It is one of those 'simple facts' for which a Yes/No answer is not sufficient, hence the link.
Your point does raises an interesting question in my mind. Does any national government accounting ever get audited and 'signed off' ? Independently or otherwise. It's certainly not something I've ever heard of. Do we have anything to compare EU accounting management with ?


----------



## Cheshirechappie (25 Apr 2016)

In 1975, we were told we were voting to be members of a free trade area. Well - it didn't quite turn out like that, did it? Some people say we were lied to. Maybe, maybe not - but we certainly were not told the whole truth. What makes anybody think we'll get the whole truth this time round? I don't really think the debate will become any clearer; indeed, I rather suspect it will become even more bitter, acrimonious and confusing.

On trade - there won't be any real difference to the UK's trade position in or out in the short term. In the long term, it might make a difference, but in the long term, who knows what will happen anyway? There's a lot of huffing and puffing about 'free trade deals', which I think is a bit of a distraction, since the lack of a free trade deal doesn't mean no trade. The EU and the USA don't currently have a free trade deal (it's being negotiated), but that doesn't mean you can't buy a Lie-Nielsen plane in the UK, or that Ashley Iles can't sell chisels in America. The same will be the case if we do leave the EU.

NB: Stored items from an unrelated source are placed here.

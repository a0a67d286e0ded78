use crate::ast::Lang;
use crate::cfg::CfgSet;
use crate::errors::{CanopyError, CanopyResult};
use crate::export::{self, AnalysisJson, ReportJson};
use crate::utils::Config;
use crate::utils::ext::language_for;
use crate::walk::spawn_senders;
use console::style;
use dashmap::DashMap;
use rayon::prelude::*;
use std::collections::BTreeMap;
use std::path::Path;

/// Entry point called by the CLI.
pub fn handle(
    path: &str,
    language: Option<&str>,
    format: &str,
    config: &Config,
) -> CanopyResult<()> {
    let target = Path::new(path).canonicalize()?;
    let format = if format.is_empty() {
        config.output.default_format.as_str()
    } else {
        format
    };
    let lang_override = language.map(Lang::from_name).transpose()?;

    if target.is_dir() {
        analyze_tree(&target, lang_override, format, config)
    } else {
        let report = analyze_file(&target, lang_override, format, config)?;
        println!("{report}");
        Ok(())
    }
}

fn analyze_tree(
    root: &Path,
    lang_override: Option<Lang>,
    format: &str,
    config: &Config,
) -> CanopyResult<()> {
    if !config.output.quiet {
        println!(
            "{} {}...\n",
            style("Analyzing").green().bold(),
            root.display()
        );
    }

    let rx = spawn_senders(root, config);
    let reports: DashMap<String, String> = DashMap::new();
    let failures: DashMap<String, String> = DashMap::new();

    rx.into_iter().flatten().par_bridge().for_each(|path| {
        if lang_override.is_none() && language_for(&path).is_none() {
            return;
        }
        let key = path.to_string_lossy().into_owned();
        match analyze_file(&path, lang_override, format, config) {
            Ok(report) => {
                reports.insert(key, report);
            }
            Err(e) => {
                failures.insert(key, e.to_string());
            }
        }
    });

    // deterministic output order
    let sorted: BTreeMap<String, String> = reports.into_iter().collect();
    let count = sorted.len();
    for (path, report) in &sorted {
        println!("{}", style(path).blue().underlined());
        println!("{report}");
    }
    for entry in failures.iter() {
        eprintln!(
            "{}: {}: {}",
            style("warning").yellow().bold(),
            entry.key(),
            entry.value()
        );
    }
    if !config.output.quiet {
        println!(
            "{} {} file(s).",
            style("Analyzed").green().bold(),
            style(count).bold()
        );
    }
    Ok(())
}

/// Run the core on one file and render it in the requested format.
fn analyze_file(
    path: &Path,
    lang_override: Option<Lang>,
    format: &str,
    config: &Config,
) -> CanopyResult<String> {
    let lang = match lang_override.or_else(|| language_for(path)) {
        Some(l) => l,
        None => {
            return Err(CanopyError::UnsupportedLanguage(
                path.to_string_lossy().into_owned(),
            ));
        }
    };
    let bytes = std::fs::read(path)?;
    let set = crate::build_cfgs_for(&bytes, lang)?;
    render(&set, format, config)
}

fn render(set: &CfgSet, format: &str, config: &Config) -> CanopyResult<String> {
    match format {
        "dot" => {
            let mut out = String::new();
            for routine in &set.routines {
                out.push_str(&export::export_dot(routine));
            }
            Ok(out)
        }
        "json" => {
            let chains = config
                .analysis
                .chains
                .then(|| crate::analyze_def_use_with(&set.routines, config.analysis.interprocedural));
            let report = ReportJson {
                cfg: AnalysisJson::from(set),
                chains,
            };
            let rendered = if config.output.pretty {
                serde_json::to_string_pretty(&report)?
            } else {
                serde_json::to_string(&report)?
            };
            Ok(rendered)
        }
        other => Err(CanopyError::Msg(format!("unknown output format `{other}`"))),
    }
}

// -------------------------------------------------------------------------
//  Tests
// -------------------------------------------------------------------------

#[test]
fn single_file_renders_json() {
    let dir = tempfile::tempdir().unwrap();
    let file = dir.path().join("f.c");
    std::fs::write(&file, "int f(){return 0;}").unwrap();

    let config = Config::default();
    let report = analyze_file(&file, None, "json", &config).unwrap();
    let value: serde_json::Value = serde_json::from_str(&report).unwrap();
    assert_eq!(value["routines"][0]["function_name"], "f");
    assert!(value.get("chains").is_some());
}

#[test]
fn unknown_extension_is_rejected() {
    let dir = tempfile::tempdir().unwrap();
    let file = dir.path().join("notes.txt");
    std::fs::write(&file, "just some text").unwrap();

    let config = Config::default();
    let err = analyze_file(&file, None, "json", &config).unwrap_err();
    assert!(matches!(err, CanopyError::UnsupportedLanguage(_)));
}

#[test]
fn dot_format_renders_every_routine() {
    let dir = tempfile::tempdir().unwrap();
    let file = dir.path().join("two.c");
    std::fs::write(&file, "int a(){return 1;}\nint b(){return 2;}").unwrap();

    let config = Config::default();
    let report = analyze_file(&file, None, "dot", &config).unwrap();
    assert_eq!(report.matches("digraph CFG").count(), 2);
}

Would they slap huge tariffs on UK products and services? No, because they don't want to risk tit-for-tat tariffs on imports into the world's fifth largest economy. Stifling trade, in the end, benefits nobody.

Could the UK stand alone trading in the world? Of course it could - we're the world's fifth largest economy - a huge market for all sorts of other people. Besides, we've been a trading nation for centuries, and very good at it too quite often; so we just keep on doing what we've always done, going after the opportunities as they arise. We could do very well indeed outside the EU - the latter is hardly an dynamic and growing economic powerhouse at the moment.

This - for me - really comes down to being able to vote for, and hold to account through the ballot box, the people who govern us. Oddly, that's a factor that has not really been discussed at all in the national debate so far, which has concentrated on narrow points about trade and very debatable points about security. I wonder why governance and who selects it hasn't been discussed much?


----------



## Wuffles (25 Apr 2016)

Cheshirechappie":2267imbi said:


> The EU and the USA don't currently have a free trade deal (it's being negotiated), but that doesn't mean you can't buy a Lie-Nielsen plane in the UK, or that Ashley Iles can't sell chisels in America. The same will be the case if we do leave the EU.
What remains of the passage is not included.